There are lifestyle factors as well: "Thursday is one of the higher HUT [homes using television] nights, so you have more people home watching television," Williams says. "So there's the communal aspect, whether with your family or friends, that plays into it."

And that makes Thursday a very good night for advertising products targeted at young adults, from fast food and movies to electronics and cars.

"What's great about Thursday night is that it's a great lead-in to the weekend," Williams says. "Our marketing slogan is 'Your Weekend Starts Here.' It's a nice way to kick off the weekend, which is what the NFL has always traditionally owned."

And never more so than this year, when it comes to televised games.
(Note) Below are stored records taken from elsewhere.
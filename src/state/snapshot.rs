use std::collections::BTreeMap;

use serde::{Deserialize, Serialize};

use super::{Attrs, ChangeType, FlowChange, Step, flow_code, is_sentinel};

/// Materialized state of a flow instance at one point of its step log.
#[derive(Debug, Clone, Default, PartialEq, Serialize, Deserialize)]
#[serde(rename_all = "camelCase")]
pub struct Snapshot {
    /// Flow instance id.
    pub id: String,
    /// Id of the last step folded into this snapshot.
    pub snapshot_id: i64,
    pub flow: FlowSnapshot,
    #[serde(default)]
    pub work_queue: BTreeMap<i64, WorkItem>,
    /// Nested flows still running, keyed by subflow slot.
    #[serde(default)]
    pub subflows: BTreeMap<i32, FlowSnapshot>,
}

#[derive(Debug, Clone, Default, PartialEq, Serialize, Deserialize)]
#[serde(rename_all = "camelCase")]
pub struct FlowSnapshot {
    #[serde(rename = "flowURI", default)]
    pub flow_uri: String,
    #[serde(default)]
    pub status: i32,
    #[serde(default)]
    pub task_id: String,
    #[serde(default)]
    pub attrs: Attrs,
    #[serde(default)]
    pub tasks: BTreeMap<String, TaskSnapshot>,
    #[serde(default)]
    pub links: BTreeMap<i32, LinkSnapshot>,
}

#[derive(Debug, Clone, Default, PartialEq, Serialize, Deserialize)]
pub struct TaskSnapshot {
    pub status: i32,
    #[serde(default)]
    pub input: Attrs,
}

#[derive(Debug, Clone, Default, PartialEq, Serialize, Deserialize)]
pub struct LinkSnapshot {
    pub status: i32,
    pub from: String,
    pub to: String,
}

#[derive(Debug, Clone, Default, PartialEq, Serialize, Deserialize)]
#[serde(rename_all = "camelCase")]
pub struct WorkItem {
    pub subflow_id: i32,
    pub task_id: String,
}

impl Snapshot {
    pub fn new(flow_id: impl Into<String>) -> Self {
        Self {
            id: flow_id.into(),
            snapshot_id: -1,
            ..Default::default()
        }
    }

    /// Fold an ordered step log into a snapshot.
    pub fn from_steps(flow_id: &str, steps: &[Step]) -> Self {
        let mut snapshot = Self::new(flow_id);
        for step in steps {
            snapshot.apply(step);
        }
        snapshot
    }

    pub fn status(&self) -> i32 {
        self.flow.status
    }

    pub fn apply(&mut self, step: &Step) {
        for (&slot, change) in &step.flow_changes {
            if slot == 0 {
                self.flow.apply(change);
                continue;
            }

            if change.new_flow {
                self.subflows.insert(slot, FlowSnapshot::default());
            }
            let subflow = self.subflows.entry(slot).or_default();
            subflow.apply(change);
            if flow_code::is_terminal(subflow.status) {
                self.subflows.remove(&slot);
            }
        }

        for (&item_id, change) in &step.queue_changes {
            match change.change {
                ChangeType::Delete => {
                    self.work_queue.remove(&item_id);
                }
                _ => {
                    self.work_queue.insert(
                        item_id,
                        WorkItem {
                            subflow_id: change.subflow_id,
                            task_id: change.task_id.clone(),
                        },
                    );
                }
            }
        }

        self.snapshot_id = step.id;
    }
}

impl FlowSnapshot {
    fn apply(&mut self, change: &FlowChange) {
        if !change.flow_uri.is_empty() {
            self.flow_uri = change.flow_uri.clone();
        }
        if !is_sentinel(change.status) {
            self.status = change.status;
        }
        if !change.task_id.is_empty() {
            self.task_id = change.task_id.clone();
        }
        self.attrs
            .extend(change.attrs.iter().map(|(k, v)| (k.clone(), v.clone())));

        for (task_id, tc) in &change.tasks {
            if tc.change == ChangeType::Delete {
                self.tasks.remove(task_id);
                continue;
            }
            let task = self.tasks.entry(task_id.clone()).or_default();
            task.status = tc.status;
            if !tc.input.is_empty() {
                task.input = tc.input.clone();
            }
        }

        for (&link_id, lc) in &change.links {
            if lc.change == ChangeType::Delete {
                self.links.remove(&link_id);
                continue;
            }
            let link = self.links.entry(link_id).or_default();
            link.status = lc.status;
            if !lc.from.is_empty() {
                link.from = lc.from.clone();
            }
            if !lc.to.is_empty() {
                link.to = lc.to.clone();
            }
        }
    }
}
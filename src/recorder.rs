use std::sync::Arc;

use crate::error::Result;
use crate::events::StepEvents;
use crate::state::{FlowState, Snapshot, Step};
use crate::storage::Store;

/// Write path shared by synchronous callers and ingestion workers.
/// Steps are announced on the event channel only after the store accepted them.
pub struct Recorder {
    store: Arc<dyn Store>,
    events: StepEvents,
}

impl Recorder {
    pub fn new(store: Arc<dyn Store>, events: StepEvents) -> Self {
        Self { store, events }
    }

    pub fn events(&self) -> &StepEvents {
        &self.events
    }

    pub async fn save_step(&self, step: &Step) -> Result<()> {
        self.store.save_step(step).await?;
        self.events.publish(step);
        Ok(())
    }

    pub async fn save_snapshot(&self, snapshot: &Snapshot) -> Result<()> {
        self.store.save_snapshot(snapshot).await
    }

    pub async fn record_start(&self, state: &FlowState) -> Result<()> {
        self.store.record_start(state).await
    }

    pub async fn record_end(&self, state: &FlowState) -> Result<()> {
        self.store.record_end(state).await
    }
}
One of the most startling facts of the new prime-time fall TV season is that 13 of the 15 highest-rated shows this fall have been NFL football games. The 14th and 15th top-rated shows were two episodes of ABC's "Dancing With the Stars."

That might be as much an indictment of the failed network TV season as anything. But it is also testament to the way NFL football has moved into the void and taken the lead in prime-time TV this fall as the reality genre has failed to provide any new hits.


Some analysts say the rise of the NFL on TV is mainly a matter of skilled marketing and savvy use of new media — the NFL going digital so that viewers can now watch games on a wide array of screens and platforms ranging from their computers to their smart phones.

Others say there are deeper sociological currents running beneath the story of the success of NFL football on TV. Some cultural analysts believe NFL football speaks to our economically troubled times like no other form of programming. (The thinking here: Watching and rooting for a winning team not only offers a few hours of escape from economic worries, it can also provide a sense of empowerment no longer found in the workplace.)

Whatever the mix of reasons, come Thursday night when the Ravens take the field, there will not be a hotter TV ticket to be had.

"The NFL on TV is a ratings juggernaut that just keeps rolling along, night after night, whenever there are games," says Deitsch of Sports Illustrated. "And the ceiling seems to be nowhere in sight this year."

Baltimore viewers who do not have the NFL Network on cable will still be able to see the game on WBAL-TV, thanks to an agreement that provides broadcast rights in the home markets of the two competing teams. WBAL's pre-game show will start at 7 p.m., with the game beginning at 8.